Stored data:
┄┄┄┄┄┄┄┄┄┄┄┄┄┄┄┄┄┄┄┄
use std::fmt;
use std::str::FromStr;

use serde::{Deserialize, Serialize};

/// Device identifier used when the backend omits one.
pub const UNKNOWN_DEVICE: &str = "Unknown";

/// Placeholder for an unknown shift or design code.
pub const UNKNOWN_CODE: &str = "-";

/// Canonical operating state of a machine.
///
/// Closed set: any backend value outside the four named states maps to
/// `Unknown`, whatever its casing.
#[derive(Debug, Clone, Copy, PartialEq, Eq, Hash, Default, Serialize, Deserialize)]
#[serde(rename_all = "lowercase")]
pub enum StatusTag {
    Running,
    Idle,
    Stopped,
    Maintenance,
    #[default]
    Unknown,
}

impl StatusTag {
    /// The four named states, in display order.
    pub const NAMED: [StatusTag; 4] = [
        StatusTag::Running,
        StatusTag::Idle,
        StatusTag::Stopped,
        StatusTag::Maintenance,
    ];

    /// Map free-form backend text onto the closed tag set.
    ///
    /// Matching ignores case and surrounding whitespace.
    pub fn from_raw(raw: &str) -> Self {
        match raw.trim().to_ascii_lowercase().as_str() {
            "running" => StatusTag::Running,
            "idle" => StatusTag::Idle,
            "stopped" => StatusTag::Stopped,
            "maintenance" => StatusTag::Maintenance,
            _ => StatusTag::Unknown,
        }
    }

    pub fn as_str(&self) -> &'static str {
        match self {
            StatusTag::Running => "running",
            StatusTag::Idle => "idle",
            StatusTag::Stopped => "stopped",
            StatusTag::Maintenance => "maintenance",
            StatusTag::Unknown => "unknown",
        }
    }
}

impl fmt::Display for StatusTag {
    fn fmt(&self, f: &mut fmt::Formatter<'_>) -> fmt::Result {
        f.write_str(self.as_str())
    }
}

impl FromStr for StatusTag {
    type Err = std::convert::Infallible;

    fn from_str(s: &str) -> Result<Self, Self::Err> {
        Ok(StatusTag::from_raw(s))
    }
}

/// One device reading in canonical form.
///
/// Produced only by [`crate::telemetry::normalize`]; every field already
/// carries its documented default when the backend omitted it.
#[derive(Debug, Clone, PartialEq, Serialize, Deserialize)]
#[serde(rename_all = "camelCase")]
pub struct MachineRecord {
    pub device_id: String,
    /// Reading time rendered as `%Y-%m-%d %H:%M:%S` (UTC).
    pub timestamp: String,
    pub shift: String,
    pub design: String,
    pub count: f64,
    pub efficiency: f64,
    pub error1: f64,
    pub error2: f64,
    pub status: StatusTag,
}

impl MachineRecord {
    /// Combined error count for this reading.
    pub fn total_errors(&self) -> f64 {
        self.error1 + self.error2
    }
}

/// A loosely typed backend row.
///
/// This is the only place untyped JSON is allowed to travel; everything
/// past the normalizer works on [`MachineRecord`].
#[derive(Debug, Clone, PartialEq, Default, Serialize, Deserialize)]
#[serde(transparent)]
pub struct RawRecord(serde_json::Value);

impl RawRecord {
    pub fn new(value: serde_json::Value) -> Self {
        Self(value)
    }

    /// Look up the first present, non-null field among `keys`.
    ///
    /// Returns `None` when the row is not an object at all.
    pub fn field(&self, keys: &[&str]) -> Option<&serde_json::Value> {
        let object = self.0.as_object()?;
        keys.iter()
            .filter_map(|key| object.get(*key))
            .find(|value| !value.is_null())
    }

    pub fn as_value(&self) -> &serde_json::Value {
        &self.0
    }
}

impl From<serde_json::Value> for RawRecord {
    fn from(value: serde_json::Value) -> Self {
        Self(value)
    }
}

impl From<&MachineRecord> for RawRecord {
    fn from(record: &MachineRecord) -> Self {
        // Infallible for this shape: strings, finite floats, unit enum.
        Self(serde_json::to_value(record).unwrap_or_default())
    }
}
┄┄┄┄┄┄┄┄┄┄┄┄┄┄┄┄┄┄┄┄
[INSTRUCTIONS FOR THE TASK]
Where a line of the entries above holds the word "only", return that line.

[RESPONSE AREA]
/// Produced only by [`crate::telemetry::normalize`]; every field already
/// This is the only place untyped JSON is allowed to travel; everything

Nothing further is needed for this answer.